J’essaie de réfléchir, mais y a trop de choses qui m’invitent à pas le faire. J’écris cette chronique, mais j’ai mille choses qui m’passent par la tête. J’vas-tu manger au restaurant ce soir? Où? Ma BFF se d’mande c’qu’a va faire à souper pour ses trois filles. Trois filles, quand t’es monoparentale, c’est-tu trop ou c’est juste les repas qui essoufflent et qui pèsent? Choisir c’qu’on va faire pour souper… Des pâtes? Mettons des pâtes. Google. Recettes de pâtes. Environ 29100000 résultats (0,80 seconde). C’est-tu trop? J’me dis: «On va s’aider un peu.» Ricardo offre de «Délicieuses recettes de pâtes alimentaires». Je l’aime, Ricardo. Le gars. Pour vrai. Anyway… Clique sur le lien. Trois cent quarante-deux délicieuses recettes. C’est moins. Ça aide. C’est-tu trop? Des mezzelunes, des spaghettis, des pappardelles, des rigatonis, des gnocchis, des raviolis, des cheveux d’ange, des pâtes aux œufs sans gluten… C’est-tu trop?
Pour vrai, je sais pas si y a trop de livres de recettes, trop d’humoristes, trop de restaurants. Je constate seulement que des fois, je passe des heures à «scroller» sur Facebook. DES HEURES. «Votre moyenne quotidienne d’utilisation a augmenté de 31% depuis la semaine dernière, pour s’élever à 6 heures 28 minutes.» C’est-tu trop? Qu’est-ce que j’ai fait pendant c’temps-là? J’ai-tu choisi c’que j’allais faire pour souper?
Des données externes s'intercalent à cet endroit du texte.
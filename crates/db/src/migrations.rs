use sqlx::migrate::{MigrateError, Migrator};

use crate::DbPool;

pub static MIGRATOR: Migrator = sqlx::migrate!("../../migrations");

pub async fn run_pending(pool: &DbPool) -> Result<(), MigrateError> {
    MIGRATOR.run(pool).await
}
use std::collections::BTreeMap;

use serde::{Deserialize, Serialize};
use tracing::debug;

use crate::wizard::form::ClassificationFacts;
use crate::wizard::steps::{StepId, CANONICAL_ORDER};

/// Operator-editable wizard layout, read once when a session opens.
///
/// Tokens are kept as raw strings so that a malformed or outdated configuration never
/// fails to load; unknown tokens are dropped when the effective steps are computed.
#[derive(Clone, Debug, Default, PartialEq, Eq, Serialize, Deserialize)]
pub struct WizardConfig {
    #[serde(default)]
    pub steps_order: Vec<String>,
    #[serde(default)]
    pub steps_enabled: BTreeMap<String, bool>,
    #[serde(default)]
    pub use_catalog_wizard: bool,
}

impl WizardConfig {
    /// Tokens compare case-insensitively, the same way [`StepId::parse`] reads them.
    pub fn is_enabled(&self, token: &str) -> bool {
        let token = token.trim();
        !self
            .steps_enabled
            .iter()
            .any(|(key, enabled)| !*enabled && key.trim().eq_ignore_ascii_case(token))
    }

    /// Configured order (canonical order when unset) minus explicitly disabled steps.
    fn configured_tokens(&self) -> Vec<String> {
        let base: Vec<String> = if self.steps_order.is_empty() {
            CANONICAL_ORDER.iter().map(|step| step.as_str().to_string()).collect()
        } else {
            self.steps_order.clone()
        };
        base.into_iter().filter(|token| self.is_enabled(token)).collect()
    }
}

#[derive(Clone, Copy, Debug, PartialEq, Eq)]
pub enum BrandLine {
    Apple,
    Samsung,
    Other,
}

#[derive(Clone, Copy, Debug, PartialEq, Eq)]
pub enum DeviceKind {
    Phone,
    Tablet,
    Laptop,
    Console,
    Watch,
    Other,
}

const APPLE_TOKENS: &[&str] = &["apple", "iphone"];
const SAMSUNG_TOKENS: &[&str] = &["samsung"];
const DEVICE_KIND_TOKENS: &[(&str, DeviceKind)] = &[
    ("tablet", DeviceKind::Tablet),
    ("ipad", DeviceKind::Tablet),
    ("laptop", DeviceKind::Laptop),
    ("macbook", DeviceKind::Laptop),
    ("notebook", DeviceKind::Laptop),
    ("console", DeviceKind::Console),
    ("watch", DeviceKind::Watch),
    ("phone", DeviceKind::Phone),
    ("celular", DeviceKind::Phone),
];

fn contains_any(haystack: &str, tokens: &[&str]) -> bool {
    tokens.iter().any(|token| haystack.contains(token))
}

pub fn normalize_brand(brand: &str) -> BrandLine {
    let brand = brand.to_lowercase();
    if contains_any(&brand, APPLE_TOKENS) {
        BrandLine::Apple
    } else if contains_any(&brand, SAMSUNG_TOKENS) {
        BrandLine::Samsung
    } else {
        BrandLine::Other
    }
}

/// First matching token wins, so "iPad" resolves to a tablet before the phone token is tried.
pub fn normalize_device_kind(subcategory: &str) -> DeviceKind {
    let subcategory = subcategory.to_lowercase();
    DEVICE_KIND_TOKENS
        .iter()
        .find(|(token, _)| subcategory.contains(token))
        .map(|(_, kind)| *kind)
        .unwrap_or(DeviceKind::Other)
}

/// Computes the steps shown for the current session. Pure; safe to call on every edit.
///
/// The result is always a subsequence of [`CANONICAL_ORDER`]. An empty result is possible
/// with a degenerate configuration; rejecting it is the caller's job.
pub fn compute_effective_steps(config: &WizardConfig, facts: &ClassificationFacts) -> Vec<StepId> {
    let mut working = config.configured_tokens();
    let brand = normalize_brand(&facts.brand_name);
    let device_kind = normalize_device_kind(&facts.subcategory_name);

    if facts.catalog_device_selected {
        working.retain(|token| {
            !matches!(StepId::parse(token), Some(StepId::Subcategory | StepId::Family | StepId::Model))
        });
    } else if brand == BrandLine::Apple {
        remove_step(&mut working, StepId::Family);
    } else if brand == BrandLine::Samsung {
        ensure_family_before_model(&mut working);
    } else if device_kind == DeviceKind::Phone {
        remove_step(&mut working, StepId::Family);
    }

    let mut effective: Vec<StepId> = working
        .iter()
        .filter_map(|token| {
            let step = StepId::parse(token);
            if step.is_none() {
                debug!(event_name = "wizard.sequencer.unknown_step", token = %token, "dropping unknown step token");
            }
            step
        })
        .collect();
    effective.sort_unstable();
    effective.dedup();
    effective
}

fn remove_step(working: &mut Vec<String>, step: StepId) {
    working.retain(|token| StepId::parse(token) != Some(step));
}

fn ensure_family_before_model(working: &mut Vec<String>) {
    if working.iter().any(|token| StepId::parse(token) == Some(StepId::Family)) {
        return;
    }
    let insert_at = working
        .iter()
        .position(|token| StepId::parse(token) == Some(StepId::Model))
        .unwrap_or(working.len());
    working.insert(insert_at, StepId::Family.as_str().to_string());
}

#[cfg(test)]
mod tests {
    use std::collections::BTreeMap;

    use crate::wizard::form::ClassificationFacts;
    use crate::wizard::steps::{StepId, CANONICAL_ORDER};

    use super::{
        compute_effective_steps, normalize_brand, normalize_device_kind, BrandLine, DeviceKind,
        WizardConfig,
    };

    fn facts(brand: &str, subcategory: &str, catalog: bool) -> ClassificationFacts {
        ClassificationFacts {
            brand_name: brand.to_string(),
            subcategory_name: subcategory.to_string(),
            catalog_device_selected: catalog,
        }
    }

    fn is_canonical_subsequence(steps: &[StepId]) -> bool {
        steps.windows(2).all(|pair| pair[0] < pair[1])
    }

    fn disabled(tokens: &[&str]) -> BTreeMap<String, bool> {
        tokens.iter().map(|token| (token.to_string(), false)).collect()
    }

    #[test]
    fn default_config_yields_canonical_order() {
        let steps = compute_effective_steps(&WizardConfig::default(), &ClassificationFacts::default());
        assert_eq!(steps, CANONICAL_ORDER.to_vec());
    }

    #[test]
    fn configured_order_is_resorted_and_unknown_tokens_dropped() {
        let config = WizardConfig {
            steps_order: vec![
                "summary".to_string(),
                "comments_media".to_string(),
                "customer".to_string(),
                "problem".to_string(),
                "Customer".to_string(),
                "teleport".to_string(),
            ],
            ..WizardConfig::default()
        };
        let steps = compute_effective_steps(&config, &ClassificationFacts::default());
        assert_eq!(steps, vec![StepId::Customer, StepId::Problem, StepId::Summary]);
    }

    #[test]
    fn summary_present_iff_enabled() {
        let enabled = compute_effective_steps(&WizardConfig::default(), &facts("Apple", "", false));
        assert!(enabled.contains(&StepId::Summary));

        let config = WizardConfig { steps_enabled: disabled(&["summary"]), ..WizardConfig::default() };
        for facts in [facts("Apple", "", false), facts("Samsung", "Smartphone", false), facts("", "", true)] {
            let steps = compute_effective_steps(&config, &facts);
            assert!(!steps.contains(&StepId::Summary));
            assert!(is_canonical_subsequence(&steps));
        }
    }

    #[test]
    fn enabled_flags_match_tokens_regardless_of_case() {
        let config = WizardConfig {
            steps_order: vec!["Customer".into(), "Problem".into(), "Summary".into()],
            steps_enabled: disabled(&["summary"]),
            ..WizardConfig::default()
        };
        let steps = compute_effective_steps(&config, &facts("", "", false));
        assert_eq!(steps, vec![StepId::Customer, StepId::Problem]);

        let config = WizardConfig {
            steps_order: vec!["customer".into(), "problem".into(), "summary".into()],
            steps_enabled: disabled(&[" Summary "]),
            ..WizardConfig::default()
        };
        let steps = compute_effective_steps(&config, &facts("", "", false));
        assert_eq!(steps, vec![StepId::Customer, StepId::Problem]);
    }

    #[test]
    fn catalog_selection_removes_device_tiers_regardless_of_brand() {
        for brand in ["Samsung", "Apple", "Motorola"] {
            let steps = compute_effective_steps(&WizardConfig::default(), &facts(brand, "Smartphone", true));
            assert!(!steps.contains(&StepId::Subcategory));
            assert!(!steps.contains(&StepId::Family));
            assert!(!steps.contains(&StepId::Model));
            assert!(steps.contains(&StepId::Brand));
        }
    }

    #[test]
    fn apple_never_shows_family_even_when_configured() {
        let config = WizardConfig {
            steps_order: vec!["customer".into(), "brand".into(), "family".into(), "model".into(), "summary".into()],
            ..WizardConfig::default()
        };
        for brand in ["Apple", "APPLE INC", "iPhone"] {
            let steps = compute_effective_steps(&config, &facts(brand, "Tablet", false));
            assert!(!steps.contains(&StepId::Family), "{brand} should drop family");
        }
    }

    #[test]
    fn phone_subcategory_drops_family_for_other_brands() {
        let steps = compute_effective_steps(&WizardConfig::default(), &facts("Motorola", "Smartphone", false));
        assert!(!steps.contains(&StepId::Family));

        let steps = compute_effective_steps(&WizardConfig::default(), &facts("Lenovo", "Laptop", false));
        assert!(steps.contains(&StepId::Family));
    }

    #[test]
    fn samsung_inserts_family_immediately_before_model() {
        let config = WizardConfig { steps_enabled: disabled(&["family"]), ..WizardConfig::default() };
        for subcategory in ["", "Smartphone", "Tablet"] {
            let steps = compute_effective_steps(&config, &facts("Samsung", subcategory, false));
            let model = steps.iter().position(|step| *step == StepId::Model).expect("model present");
            assert!(model > 0);
            assert_eq!(steps[model - 1], StepId::Family);
        }
    }

    #[test]
    fn samsung_without_model_appends_family_in_canonical_position() {
        let config = WizardConfig {
            steps_order: vec!["customer".into(), "brand".into(), "problem".into(), "summary".into()],
            ..WizardConfig::default()
        };
        let steps = compute_effective_steps(&config, &facts("samsung", "", false));
        assert_eq!(
            steps,
            vec![StepId::Customer, StepId::Brand, StepId::Family, StepId::Problem, StepId::Summary]
        );
    }

    #[test]
    fn normalization_is_substring_and_case_insensitive() {
        assert_eq!(normalize_brand("Apple Inc."), BrandLine::Apple);
        assert_eq!(normalize_brand("SAMSUNG Electronics"), BrandLine::Samsung);
        assert_eq!(normalize_brand("Xiaomi"), BrandLine::Other);
        assert_eq!(normalize_device_kind("iPad Pro"), DeviceKind::Tablet);
        assert_eq!(normalize_device_kind("Smartphone"), DeviceKind::Phone);
        assert_eq!(normalize_device_kind("Drone"), DeviceKind::Other);
    }

    #[test]
    fn everything_disabled_produces_an_empty_sequence() {
        let tokens: Vec<&str> = CANONICAL_ORDER.iter().map(|step| step.as_str()).collect();
        let config = WizardConfig { steps_enabled: disabled(&tokens), ..WizardConfig::default() };
        assert!(compute_effective_steps(&config, &ClassificationFacts::default()).is_empty());
    }
}
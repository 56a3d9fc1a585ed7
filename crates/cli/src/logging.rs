use repairdesk_core::config::{LogFormat, LoggingConfig};
use tracing_subscriber::EnvFilter;

/// Installs the global subscriber. Logs go to stderr; stdout carries the command payload.
pub fn init(logging: &LoggingConfig) {
    let filter = EnvFilter::try_new(&logging.level).unwrap_or_else(|_| EnvFilter::new("info"));
    let builder =
        tracing_subscriber::fmt().with_target(false).with_env_filter(filter).with_writer(std::io::stderr);

    let installed = match logging.format {
        LogFormat::Compact => builder.compact().try_init(),
        LogFormat::Pretty => builder.pretty().try_init(),
        LogFormat::Json => builder.json().try_init(),
    };
    if installed.is_err() {
        tracing::debug!(event_name = "system.logging.already_initialized", "subscriber already set");
    }
}
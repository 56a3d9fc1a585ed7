use std::str::FromStr;

use async_trait::async_trait;
use rust_decimal::Decimal;
use serde::de::DeserializeOwned;
use sqlx::Row;

use repairdesk_core::domain::customer::CustomerId;
use repairdesk_core::domain::work_order::{
    Assignment, DeviceIdentity, Totals, WorkOrder, WorkOrderId, WorkOrderStatus,
};
use repairdesk_core::ports::{PortError, WorkOrderStore};

use super::{decode_err, parse_timestamp, RepositoryError};
use crate::DbPool;

pub struct SqlWorkOrderRepository {
    pool: DbPool,
}

impl SqlWorkOrderRepository {
    pub fn new(pool: DbPool) -> Self {
        Self { pool }
    }

    pub async fn find_by_id(&self, id: &WorkOrderId) -> Result<Option<WorkOrder>, RepositoryError> {
        let row = sqlx::query("SELECT * FROM work_order WHERE id = ?")
            .bind(&id.0)
            .fetch_optional(&self.pool)
            .await?;

        row.as_ref().map(row_to_work_order).transpose()
    }

    pub async fn insert(&self, order: &WorkOrder) -> Result<(), RepositoryError> {
        sqlx::query(
            "INSERT INTO work_order (
                 id, order_number, status, customer_id, customer_name, customer_phone,
                 customer_email, device_type, device_brand, device_model, device_subcategory,
                 device_serial, initial_problem, photos_json, customer_signature, security_json,
                 checklist_items_json, checklist_notes, line_items_json, subtotal, tax, total,
                 cost_estimate, technician_id, technician_name, terms_accepted,
                 custom_fields_json, created_by, created_at)
             VALUES (?, ?, ?, ?, ?, ?, ?, ?, ?, ?, ?, ?, ?, ?, ?, ?, ?, ?, ?, ?, ?, ?, ?, ?, ?, ?, ?, ?, ?)",
        )
        .bind(&order.id.0)
        .bind(&order.order_number)
        .bind(order.status.as_str())
        .bind(&order.customer_id.0)
        .bind(&order.customer_name)
        .bind(&order.customer_phone)
        .bind(&order.customer_email)
        .bind(&order.device.device_type)
        .bind(&order.device.brand)
        .bind(&order.device.model)
        .bind(&order.device.subcategory)
        .bind(&order.device.serial)
        .bind(&order.initial_problem)
        .bind(to_json(&order.photos)?)
        .bind(&order.customer_signature)
        .bind(to_json(&order.security)?)
        .bind(to_json(&order.checklist_items)?)
        .bind(&order.checklist_notes)
        .bind(to_json(&order.line_items)?)
        .bind(order.totals.subtotal.to_string())
        .bind(order.totals.tax.to_string())
        .bind(order.totals.total.to_string())
        .bind(order.cost_estimate.to_string())
        .bind(&order.assignment.technician_id)
        .bind(&order.assignment.technician_name)
        .bind(order.terms_accepted)
        .bind(to_json(&order.custom_fields)?)
        .bind(&order.created_by)
        .bind(order.created_at.to_rfc3339())
        .execute(&self.pool)
        .await?;

        Ok(())
    }
}

fn to_json<T: serde::Serialize>(value: &T) -> Result<String, RepositoryError> {
    serde_json::to_string(value).map_err(decode_err)
}

fn json_column<T: DeserializeOwned>(row: &sqlx::sqlite::SqliteRow, column: &str) -> Result<T, RepositoryError> {
    let raw: String = row.try_get(column).map_err(decode_err)?;
    serde_json::from_str(&raw).map_err(|error| RepositoryError::Decode(format!("{column}: {error}")))
}

fn decimal_column(row: &sqlx::sqlite::SqliteRow, column: &str) -> Result<Decimal, RepositoryError> {
    let raw: String = row.try_get(column).map_err(decode_err)?;
    Decimal::from_str(&raw).map_err(|error| RepositoryError::Decode(format!("{column}: {error}")))
}

fn row_to_work_order(row: &sqlx::sqlite::SqliteRow) -> Result<WorkOrder, RepositoryError> {
    let status: String = row.try_get("status").map_err(decode_err)?;
    let created_at: String = row.try_get("created_at").map_err(decode_err)?;

    Ok(WorkOrder {
        id: WorkOrderId(row.try_get("id").map_err(decode_err)?),
        order_number: row.try_get("order_number").map_err(decode_err)?,
        status: WorkOrderStatus::parse(&status)
            .ok_or_else(|| RepositoryError::Decode(format!("unknown work order status `{status}`")))?,
        customer_id: CustomerId(row.try_get("customer_id").map_err(decode_err)?),
        customer_name: row.try_get("customer_name").map_err(decode_err)?,
        customer_phone: row.try_get("customer_phone").map_err(decode_err)?,
        customer_email: row.try_get("customer_email").map_err(decode_err)?,
        device: DeviceIdentity {
            device_type: row.try_get("device_type").map_err(decode_err)?,
            brand: row.try_get("device_brand").map_err(decode_err)?,
            model: row.try_get("device_model").map_err(decode_err)?,
            subcategory: row.try_get("device_subcategory").map_err(decode_err)?,
            serial: row.try_get("device_serial").map_err(decode_err)?,
        },
        initial_problem: row.try_get("initial_problem").map_err(decode_err)?,
        photos: json_column(row, "photos_json")?,
        customer_signature: row.try_get("customer_signature").map_err(decode_err)?,
        security: json_column(row, "security_json")?,
        checklist_items: json_column(row, "checklist_items_json")?,
        checklist_notes: row.try_get("checklist_notes").map_err(decode_err)?,
        line_items: json_column(row, "line_items_json")?,
        totals: Totals {
            subtotal: decimal_column(row, "subtotal")?,
            tax: decimal_column(row, "tax")?,
            total: decimal_column(row, "total")?,
        },
        cost_estimate: decimal_column(row, "cost_estimate")?,
        assignment: Assignment {
            technician_id: row.try_get("technician_id").map_err(decode_err)?,
            technician_name: row.try_get("technician_name").map_err(decode_err)?,
        },
        terms_accepted: row.try_get("terms_accepted").map_err(decode_err)?,
        custom_fields: json_column(row, "custom_fields_json")?,
        created_by: row.try_get("created_by").map_err(decode_err)?,
        created_at: parse_timestamp("created_at", &created_at)?,
    })
}

#[async_trait]
impl WorkOrderStore for SqlWorkOrderRepository {
    async fn find_by_id(&self, id: &WorkOrderId) -> Result<Option<WorkOrder>, PortError> {
        Ok(SqlWorkOrderRepository::find_by_id(self, id).await?)
    }

    async fn create(&self, order: WorkOrder) -> Result<(), PortError> {
        Ok(self.insert(&order).await?)
    }
}
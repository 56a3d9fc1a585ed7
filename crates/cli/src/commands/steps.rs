use rust_decimal::Decimal;
use serde::Serialize;
use tracing::warn;

use repairdesk_core::config::AppConfig;
use repairdesk_core::errors::DomainError;
use repairdesk_core::wizard::form::ClassificationFacts;
use repairdesk_core::wizard::sequencer::compute_effective_steps;
use repairdesk_core::wizard::settings::SessionSettings;
use repairdesk_core::wizard::steps::StepId;
use repairdesk_db::connect;
use repairdesk_db::repositories::SqlSettingsSource;

use crate::commands::{build_runtime, load_config, CommandResult};

#[derive(Debug, Clone, Default)]
pub struct StepsArgs {
    pub brand: Option<String>,
    pub subcategory: Option<String>,
    /// Turns the catalog wizard on for the preview and treats the device as fully picked.
    pub catalog: bool,
    pub offline: bool,
}

#[derive(Debug, Serialize)]
struct StepPreview {
    position: usize,
    id: StepId,
    title: &'static str,
}

#[derive(Debug, Serialize)]
struct StepsReport {
    steps: Vec<StepPreview>,
    facts: ClassificationFacts,
    catalog_mode: bool,
    tax_rate: Decimal,
}

pub fn run(args: StepsArgs) -> CommandResult {
    let config = match load_config("steps") {
        Ok(config) => config,
        Err(failure) => return failure,
    };

    let mut settings = if args.offline {
        SessionSettings::from_config(&config.intake)
    } else {
        let runtime = match build_runtime("steps") {
            Ok(runtime) => runtime,
            Err(failure) => return failure,
        };
        runtime.block_on(resolve_settings(&config))
    };
    if args.catalog {
        settings.wizard.use_catalog_wizard = true;
    }

    let facts = ClassificationFacts {
        brand_name: args.brand.unwrap_or_default(),
        subcategory_name: args.subcategory.unwrap_or_default(),
        catalog_device_selected: args.catalog,
    };
    let steps = compute_effective_steps(&settings.wizard, &facts);
    if steps.is_empty() {
        return CommandResult::failure(
            "steps",
            "empty_step_sequence",
            DomainError::EmptyStepSequence.to_string(),
            6,
        );
    }

    let message = steps.iter().map(|step| step.as_str()).collect::<Vec<_>>().join(" > ");
    let report = StepsReport {
        steps: steps
            .iter()
            .enumerate()
            .map(|(index, step)| StepPreview { position: index + 1, id: *step, title: step.title() })
            .collect(),
        facts,
        catalog_mode: settings.wizard.use_catalog_wizard,
        tax_rate: settings.tax_rate,
    };
    CommandResult::success_with_data("steps", message, report)
}

/// Reads the stored snapshot when the database is reachable, else the local configuration.
async fn resolve_settings(config: &AppConfig) -> SessionSettings {
    match connect(&config.database).await {
        Ok(pool) => {
            let source = SqlSettingsSource::new(pool.clone());
            let settings = SessionSettings::resolve(&source, &config.intake).await;
            pool.close().await;
            settings
        }
        Err(error) => {
            warn!(
                event_name = "wizard.settings.store_unreachable",
                error = %error,
                "settings store unreachable; previewing with local configuration"
            );
            SessionSettings::from_config(&config.intake)
        }
    }
}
Y a-tu trop d’livres de recettes? Je sais juste que 342 recettes de pâtes, j’trouve ça angoissant, finalement. Je sais juste que l’autre soir, j’ai rien r’gardé. J’ai r’gardé des previews de films ou de séries que j’ai pas r’gardés, pis que je r’garderai probablement jamais, tout occupé à faire autre chose, à chercher autre chose à faire… Y a tellement de choses qu’on peut faire… Pis qu’on fait pas.
L’abondance de choix nous fait miroiter une illusion de liberté. C’est comme l’allée des céréales chez Costco. C’est une prison. Costco, c’est une prison. Vingt-neuf millions cent mille possibilités de recettes de pâtes, c’est une prison.
Pis là, on parle même pas de l’accès à toute cette abondance quand t’as rien. Quand t’en as pas, de choix. Même si on t’en propose mille, pis que la circulaire t’offre six Coke Zéro en format de 710 ml à 5,99$, ce qui revient à 0,14$/100 ml. C’est une information qu’y donnent dans la circulaire. Ça revient à 0,14$/100 ml. C’est-tu trop? J’veux dire, de savoir ça? À combien ça r’vient du 100 ml?
Je sais pas… C’est fou, quand je joue au théâtre, les gens me demandent souvent si c’est difficile d’apprendre mon texte. C’est vrai que c’est beaucoup de mots… Mais j’ai pas tant l’choix des mots que je vais dire. Et plus je les sais, ces mots précis que j’ai pas choisis, plus je suis libre.
Et ça, c’est aussi très confrontant, non? Y a des régimes politiques, des idéologies qui restreignent le choix et/ou l’utilisation des mots, qui choisissent pour nous. Ça pourrait paraître apaisant, mais non.
C’est orwellien soudainement comme vision du monde.
Y a trop de quoi, alors?
Y a trop de tout. Même quand t’as rien. Y a trop d’illusions de tout.
Oui, mais si tu veux vraiment, TOUT est possible. Fuck you!
L’abondance de tout réduit le champ des possibles.
Alors, pour vrai, je crois pas qu’il y ait trop de livres de recettes, les filles…
C’est pas ça qui devrait nous amener à nous remettre en question.
C’est pas de ça qu’on devrait s’inquiéter.
On devrait se demander:
Qui a intérêt à nous en proposer autant? Qui a intérêt à nous dire que le Coke, quand tu l’achètes à 5,99$ pour 6 bouteilles de 710 ml, ça revient à 0,14$/100 ml?
Qui a intérêt à me proposer tant de films, ma foi du Saint Christ…?
À soir, je r’garde Le Parrain.
Ça fait au moins 59 fois que j’le vois…
Pis j’me fais un hamburger. J’aime ça.